- Born: c. 1976 (age 49–50) Kenya
- Education: Moi University Strathmore University
- Occupations: Human Resource Management Professional, Businessman and Corporate Executive
- Years active: 2000 – present
- Known for: Business leadership
- Title: Group CEO at Kenya Commercial Bank Group

= Paul Russo (banker) =

Kenyan banker and corporate executive

Paul Russo (born c. 1976) is a Kenyan human resources management professional, businessman and corporate executive, who was appointed as the Group CEO at Kenya Commercial Bank Group effective 25 May 2022. Prior to his current assignment, he was the managing director and chief executive officer at National Bank of Kenya (NBK), a subsidiary of KCB Bank Kenya, acquired in 2019.

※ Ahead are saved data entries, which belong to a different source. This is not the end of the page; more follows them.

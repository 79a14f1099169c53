//! 2D 重采样原语: 仿射变换施加与等比缩放.
//!
//! 仿射矩阵按像素坐标 `(x, y, 1)` 的列向量约定解释. [`Mapping`] 显式
//! 声明矩阵的方向, 调用方不再依赖 "矩阵是否已预先取逆" 的隐式约定.

use nalgebra::{Matrix3, Vector3};
use ndarray::Array2;
use num::Float;

use super::transform::{inverted, NonInvertibleTransform};
use crate::Interpolation;

/// 仿射矩阵相对重采样的方向.
#[derive(Debug, Clone, Copy, PartialEq, Eq)]
pub enum Mapping {
    /// 矩阵把输入像素映射到输出像素. 重采样内部对其取逆 (带检查).
    Forward,

    /// 矩阵已经把输出像素映射回输入像素, 原样使用.
    Pullback,
}

#[inline]
fn cast<T: Float>(value: f64) -> T {
    // f64 -> Float 在 f32/f64 上不会失败.
    T::from(value).unwrap()
}

#[inline]
fn at_or_zero<T: Float>(image: &Array2<T>, row: f64, col: f64) -> T {
    let (rows, cols) = image.dim();
    if row < 0.0 || col < 0.0 {
        return T::zero();
    }
    let (row, col) = (row as usize, col as usize);
    if row >= rows || col >= cols {
        return T::zero();
    }
    image[(row, col)]
}

fn sample<T: Float>(image: &Array2<T>, x: f64, y: f64, interpolation: Interpolation) -> T {
    match interpolation {
        Interpolation::Nearest => at_or_zero(image, y.round(), x.round()),
        Interpolation::Bilinear => {
            let (x0, y0) = (x.floor(), y.floor());
            let (fx, fy) = (x - x0, y - y0);

            let blend = |weight: f64, row: f64, col: f64| -> T {
                if weight == 0.0 {
                    T::zero()
                } else {
                    cast::<T>(weight) * at_or_zero(image, row, col)
                }
            };

            blend((1.0 - fx) * (1.0 - fy), y0, x0)
                + blend(fx * (1.0 - fy), y0, x0 + 1.0)
                + blend((1.0 - fx) * fy, y0 + 1.0, x0)
                + blend(fx * fy, y0 + 1.0, x0 + 1.0)
        }
    }
}

/// 对图像施加仿射变换. 输出形状与输入一致, 越界处填 0.
pub fn warp_affine<T: Float>(
    image: &Array2<T>,
    matrix: &Matrix3<f64>,
    mapping: Mapping,
    interpolation: Interpolation,
) -> Result<Array2<T>, NonInvertibleTransform> {
    let pullback = match mapping {
        Mapping::Forward => inverted(matrix)?,
        Mapping::Pullback => *matrix,
    };

    let mut output = Array2::from_elem(image.dim(), T::zero());
    for ((i, j), value) in output.indexed_iter_mut() {
        let source = pullback * Vector3::new(j as f64, i as f64, 1.0);
        *value = sample(image, source[0], source[1], interpolation);
    }
    Ok(output)
}

/// 等比缩放. 输出形状为 `round(形状 · factor)` (至少 1), 采样点按
/// 像素中心对齐: 输出像素 `i` 对应输入坐标 `(i + 0.5) / factor - 0.5`.
pub fn rescale<T: Float>(
    image: &Array2<T>,
    factor: f64,
    interpolation: Interpolation,
) -> Array2<T> {
    assert!(
        factor.is_finite() && factor > 0.0,
        "缩放系数必须为正有限值, 实为 {}",
        factor
    );

    let (rows, cols) = image.dim();
    let out_rows = ((rows as f64 * factor).round() as usize).max(1);
    let out_cols = ((cols as f64 * factor).round() as usize).max(1);

    let mut output = Array2::from_elem((out_rows, out_cols), T::zero());
    for ((i, j), value) in output.indexed_iter_mut() {
        let y = (i as f64 + 0.5) / factor - 0.5;
        let x = (j as f64 + 0.5) / factor - 0.5;
        *value = sample(image, x, y, interpolation);
    }
    output
}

==Background and education==
Russo was born near the settlement of Laisamis, in Marsabit County, in northern Kenya. He attended primary school in Laisamis. He then transferred to Mang'u High School, in Thika, Kiambu County, on scholarship from the Catholic Church. He holds a Bachelor of Business Management (BBM) degree awarded by Moi University in Eldoret. His Master of Business Administration (MBA) degree was obtained from Strathmore University in Nairobi.

He also holds senior executive certification for Africa from Harvard Business School. His Higher Diploma in Human Resource Management, was obtained from the Kenya Institute of Human Resources.

==Career==
Russo's professional career goes back to 2000 when he joined the human resources department at Kenya Breweries Limited. Later he worked at Barclays Bank of Kenya (today Absa Bank Kenya). He then worked for brief stints at K-Rep Bank (today Sidian Bank) and at PwC Kenya. In 2008, he was hired by Barclays Africa Group (today Absa Group Limited), working as head of human resources in three divisions of the banking conglomerate. He was hired by the KCB Bank Group in 2014 and served there for four years as the Group Human Resources Director. In 2019, he was promoted to Group Regional Businesses Director for nine subsidiaries in the group.

As the CEO of KCB Group, Russo replaced Joshua Oigara who led the group for the previous nine years. Oigara will stay on at KCB Group for sometime, to "support the transition".